(GIVEN DATA Opens)

use quill_core::db::schema::{latest_version, REQUIRED_TABLES};
use quill_core::db::{open_db, open_db_in_memory, DbError};
use rusqlite::Connection;

#[test]
fn open_db_in_memory_bootstraps_schema() {
    let conn = open_db_in_memory().unwrap();

    assert_eq!(schema_version(&conn), latest_version());
    for table in REQUIRED_TABLES {
        assert_table_exists(&conn, table);
    }
}

#[test]
fn opening_same_database_twice_keeps_rows() {
    let dir = tempfile::tempdir().unwrap();
    let path = dir.path().join("quill.db");

    let conn_first = open_db(&path).unwrap();
    conn_first
        .execute("INSERT INTO authors (id, name) VALUES (7, 'Ada');", [])
        .unwrap();
    drop(conn_first);

    let conn_second = open_db(&path).unwrap();
    assert_eq!(schema_version(&conn_second), latest_version());
    let name: String = conn_second
        .query_row("SELECT name FROM authors WHERE id = 7;", [], |row| {
            row.get(0)
        })
        .unwrap();
    assert_eq!(name, "Ada");
}

#[test]
fn opening_database_with_newer_schema_version_returns_error() {
    let dir = tempfile::tempdir().unwrap();
    let path = dir.path().join("future.db");

    let conn = Connection::open(&path).unwrap();
    conn.execute_batch("PRAGMA user_version = 999;").unwrap();
    drop(conn);

    let err = open_db(&path).unwrap_err();
    match err {
        DbError::UnsupportedSchemaVersion {
            db_version,
            latest_supported,
        } => {
            assert_eq!(db_version, 999);
            assert_eq!(latest_supported, latest_version());
        }
        other => panic!("unexpected error: {other}"),
    }
}

#[test]
fn foreign_keys_are_enforced() {
    let conn = open_db_in_memory().unwrap();

    let result = conn.execute(
        "INSERT INTO articles (title, content, author_id, magazine_id)
         VALUES ('Orphaned', 'body', 41, 42);",
        [],
    );
    assert!(result.is_err());
}

fn schema_version(conn: &Connection) -> u32 {
    conn.query_row("PRAGMA user_version;", [], |row| row.get(0))
        .unwrap()
}

fn assert_table_exists(conn: &Connection, table_name: &str) {
    let exists: i64 = conn
        .query_row(
            "SELECT EXISTS(
                SELECT 1
                FROM sqlite_master
                WHERE type = 'table' AND name = ?1
            );",
            [table_name],
            |row| row.get(0),
        )
        .unwrap();
    assert_eq!(exists, 1, "table {table_name} does not exist");
}
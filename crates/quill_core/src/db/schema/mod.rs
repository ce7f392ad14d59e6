//! Schema bootstrap for the three entity tables.
//!
//! # Invariants
//! - Bootstrap is idempotent; re-running it on a ready database is a no-op.
//! - The applied schema version is mirrored to `PRAGMA user_version`.
//! - Databases stamped with a newer version are rejected untouched.

use crate::db::{DbError, DbResult};
use rusqlite::Connection;

const SCHEMA_VERSION: u32 = 1;
const SCHEMA_SQL: &str = include_str!("0001_init.sql");

/// Tables every bootstrapped database must contain.
pub const REQUIRED_TABLES: &[&str] = &["authors", "magazines", "articles"];

/// Returns the schema version written by this binary.
pub fn latest_version() -> u32 {
    SCHEMA_VERSION
}

/// Creates the entity tables when they are missing.
pub fn ensure_schema(conn: &mut Connection) -> DbResult<()> {
    let current_version = current_user_version(conn)?;
    if current_version > SCHEMA_VERSION {
        return Err(DbError::UnsupportedSchemaVersion {
            db_version: current_version,
            latest_supported: SCHEMA_VERSION,
        });
    }
    if current_version == SCHEMA_VERSION {
        return Ok(());
    }

    let tx = conn.transaction()?;
    tx.execute_batch(SCHEMA_SQL)?;
    tx.execute_batch(&format!("PRAGMA user_version = {SCHEMA_VERSION};"))?;
    tx.commit()?;

    Ok(())
}

fn current_user_version(conn: &Connection) -> DbResult<u32> {
    let version = conn.query_row("PRAGMA user_version;", [], |row| row.get::<_, u32>(0))?;
    Ok(version)
}
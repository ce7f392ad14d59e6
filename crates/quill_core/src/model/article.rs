//! Article entity.
//!
//! # Responsibility
//! - Hold one `articles` row with lazily loaded `title` / `content`.
//! - Cache the derived author and magazine names once resolved.
//!
//! # Invariants
//! - `title` and `content` are one-time-settable: the first write or the
//!   first successful load wins for the lifetime of the instance.
//! - `title` is 5..=50 characters; `content` is unconstrained.
//! - `id` is `None` until the row is inserted by `save`.

use super::field::OnceField;
use super::validation::{
    validate_char_length, FieldError, ValidationError, TITLE_MAX_CHARS, TITLE_MIN_CHARS,
};
use super::{ArticleId, AuthorId, MagazineId};
use std::fmt::{Display, Formatter};

/// In-memory view of one `articles` row.
#[derive(Debug, Clone)]
pub struct Article {
    pub(crate) id: Option<ArticleId>,
    pub(crate) title: OnceField<String>,
    pub(crate) content: OnceField<String>,
    pub(crate) author_id: AuthorId,
    pub(crate) magazine_id: MagazineId,
    pub(crate) author_name: OnceField<String>,
    pub(crate) magazine_name: OnceField<String>,
}

impl Article {
    /// Creates an unsaved article. `save` assigns the id.
    ///
    /// # Errors
    /// - `ValidationError` when `title` is not 5..=50 characters.
    pub fn new(
        title: impl Into<String>,
        content: impl Into<String>,
        author_id: AuthorId,
        magazine_id: MagazineId,
    ) -> Result<Self, ValidationError> {
        Self::build(None, title.into(), content.into(), author_id, magazine_id)
    }

    /// Creates an article for a row whose id is already known.
    pub fn with_id(
        id: ArticleId,
        title: impl Into<String>,
        content: impl Into<String>,
        author_id: AuthorId,
        magazine_id: MagazineId,
    ) -> Result<Self, ValidationError> {
        Self::build(
            Some(id),
            title.into(),
            content.into(),
            author_id,
            magazine_id,
        )
    }

    /// Creates a handle to a stored row; `title` and `content` load on
    /// first read.
    pub fn reference(id: ArticleId, author_id: AuthorId, magazine_id: MagazineId) -> Self {
        Self {
            id: Some(id),
            title: OnceField::unloaded("title"),
            content: OnceField::unloaded("content"),
            author_id,
            magazine_id,
            author_name: OnceField::unloaded("author"),
            magazine_name: OnceField::unloaded("magazine"),
        }
    }

    fn build(
        id: Option<ArticleId>,
        title: String,
        content: String,
        author_id: AuthorId,
        magazine_id: MagazineId,
    ) -> Result<Self, ValidationError> {
        validate_title(&title)?;
        Ok(Self {
            id,
            title: OnceField::loaded("title", title),
            content: OnceField::loaded("content", content),
            author_id,
            magazine_id,
            author_name: OnceField::unloaded("author"),
            magazine_name: OnceField::unloaded("magazine"),
        })
    }

    pub fn id(&self) -> Option<ArticleId> {
        self.id
    }

    pub fn author_id(&self) -> AuthorId {
        self.author_id
    }

    pub fn magazine_id(&self) -> MagazineId {
        self.magazine_id
    }

    /// Returns the title when it is resident, without touching storage.
    pub fn loaded_title(&self) -> Option<&str> {
        self.title.get().map(String::as_str)
    }

    /// Returns the content when it is resident, without touching storage.
    pub fn loaded_content(&self) -> Option<&str> {
        self.content.get().map(String::as_str)
    }

    /// Sets the title if it has never been set or loaded.
    ///
    /// # Errors
    /// - `FieldError::Immutable` on any second write.
    /// - `FieldError::Validation` when the value is not 5..=50 characters;
    ///   the field stays unset.
    pub fn set_title(&mut self, value: impl Into<String>) -> Result<(), FieldError> {
        self.title
            .set_once_validated(value.into(), |title| validate_title(title))
    }

    /// Sets the content if it has never been set or loaded.
    pub fn set_content(&mut self, value: impl Into<String>) -> Result<(), FieldError> {
        self.content.set_once_validated(value.into(), |_| Ok(()))
    }
}

impl Display for Article {
    fn fmt(&self, f: &mut Formatter<'_>) -> std::fmt::Result {
        match (self.loaded_title(), self.id) {
            (Some(title), _) => write!(f, "<Article {title}>"),
            (None, Some(id)) => write!(f, "<Article #{id}>"),
            (None, None) => write!(f, "<Article unsaved>"),
        }
    }
}

fn validate_title(title: &str) -> Result<(), ValidationError> {
    validate_char_length("title", title, TITLE_MIN_CHARS, TITLE_MAX_CHARS)
}
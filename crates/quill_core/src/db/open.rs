//! Connection bootstrap utilities for SQLite.
//!
//! # Responsibility
//! - Open file or in-memory SQLite connections.
//! - Configure pragmas the entity queries rely on.
//! - Bootstrap the schema before returning a usable connection.
//!
//! # Invariants
//! - Returned connections have `foreign_keys=ON`.
//! - Returned connections contain every table in `schema::REQUIRED_TABLES`.

use super::schema::ensure_schema;
use super::DbResult;
use log::{error, info};
use rusqlite::Connection;
use std::path::Path;
use std::time::{Duration, Instant};

const BUSY_TIMEOUT: Duration = Duration::from_secs(5);

/// Opens a SQLite database file and bootstraps the schema.
///
/// # Side effects
/// - Creates the file when it does not exist.
/// - Emits `db_open` logging events with duration and status.
pub fn open_db(path: impl AsRef<Path>) -> DbResult<Connection> {
    open_with("file", || Connection::open(path))
}

/// Opens an in-memory SQLite database and bootstraps the schema.
///
/// Every call yields an independent, empty database.
pub fn open_db_in_memory() -> DbResult<Connection> {
    open_with("memory", Connection::open_in_memory)
}

fn open_with(
    mode: &'static str,
    open: impl FnOnce() -> rusqlite::Result<Connection>,
) -> DbResult<Connection> {
    let started_at = Instant::now();
    info!("event=db_open module=db status=start mode={mode}");

    let mut conn = open().map_err(|err| {
        error!(
            "event=db_open module=db status=error mode={mode} duration_ms={} error_code=db_open_failed error={err}",
            started_at.elapsed().as_millis()
        );
        err
    })?;

    if let Err(err) = bootstrap_connection(&mut conn) {
        error!(
            "event=db_open module=db status=error mode={mode} duration_ms={} error_code=db_bootstrap_failed error={err}",
            started_at.elapsed().as_millis()
        );
        return Err(err);
    }

    info!(
        "event=db_open module=db status=ok mode={mode} duration_ms={}",
        started_at.elapsed().as_millis()
    );
    Ok(conn)
}

fn bootstrap_connection(conn: &mut Connection) -> DbResult<()> {
    conn.execute_batch("PRAGMA foreign_keys = ON;")?;
    conn.busy_timeout(BUSY_TIMEOUT)?;
    ensure_schema(conn)?;
    Ok(())
}
//! Lazy, memoized field wrappers.
//!
//! # Responsibility
//! - Model the unloaded / loaded lifecycle of a persisted column.
//! - Enforce one-time assignment where the entity requires it.
//!
//! # Invariants
//! - A loader runs only while the field is unloaded; a loaded value
//!   short-circuits every later read.
//! - A failed load or a rejected write leaves the field unloaded, so the
//!   next read retries storage.
//! - `OnceField` never transitions out of loaded.

use super::validation::{FieldError, ImmutableFieldError, ValidationError};
use once_cell::unsync::OnceCell;

/// One-time-settable field: the first write or load wins.
#[derive(Debug, Clone)]
pub struct OnceField<T> {
    name: &'static str,
    cell: OnceCell<T>,
}

impl<T> OnceField<T> {
    /// Creates an unloaded field.
    pub fn unloaded(name: &'static str) -> Self {
        Self {
            name,
            cell: OnceCell::new(),
        }
    }

    /// Creates a field already locked to `value`.
    pub fn loaded(name: &'static str, value: T) -> Self {
        Self {
            name,
            cell: OnceCell::from(value),
        }
    }

    pub fn get(&self) -> Option<&T> {
        self.cell.get()
    }

    pub fn is_loaded(&self) -> bool {
        self.cell.get().is_some()
    }

    /// Locks the field to `value`.
    ///
    /// # Errors
    /// - `ImmutableFieldError` when the field was already set or loaded.
    pub fn set_once(&self, value: T) -> Result<(), ImmutableFieldError> {
        self.cell
            .set(value)
            .map_err(|_| ImmutableFieldError { field: self.name })
    }

    /// Validates `value` and locks the field to it.
    ///
    /// The lock is checked before validation, so a second write reports
    /// `Immutable` even when the new value is also invalid.
    pub fn set_once_validated(
        &self,
        value: T,
        validate: impl FnOnce(&T) -> Result<(), ValidationError>,
    ) -> Result<(), FieldError> {
        if self.is_loaded() {
            return Err(ImmutableFieldError { field: self.name }.into());
        }
        validate(&value)?;
        self.set_once(value)?;
        Ok(())
    }

    /// Returns the resident value, running `load` first when unloaded.
    pub fn get_or_try_load<E>(&self, load: impl FnOnce() -> Result<T, E>) -> Result<&T, E> {
        self.cell.get_or_try_init(load)
    }
}

/// Re-assignable lazy field: loaded on first read, overwritten by `set`.
#[derive(Debug, Clone)]
pub struct LazyField<T> {
    cell: OnceCell<T>,
}

impl<T> LazyField<T> {
    pub fn unloaded() -> Self {
        Self {
            cell: OnceCell::new(),
        }
    }

    pub fn loaded(value: T) -> Self {
        Self {
            cell: OnceCell::from(value),
        }
    }

    pub fn get(&self) -> Option<&T> {
        self.cell.get()
    }

    pub fn set(&mut self, value: T) {
        self.cell = OnceCell::from(value);
    }

    pub fn get_or_try_load<E>(&self, load: impl FnOnce() -> Result<T, E>) -> Result<&T, E> {
        self.cell.get_or_try_init(load)
    }
}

(GIVEN DATA Closes)

◆ **TASK BRIEF**: Gather, from the listing above, every line carrying the word "entity".

◆ **OUTPUT FOR THIS TASK**:
//! Schema bootstrap for the three entity tables.
/// Creates the entity tables when they are missing.
//! Article entity.
//! - Configure pragmas the entity queries rely on.
//! - Enforce one-time assignment where the entity requires it.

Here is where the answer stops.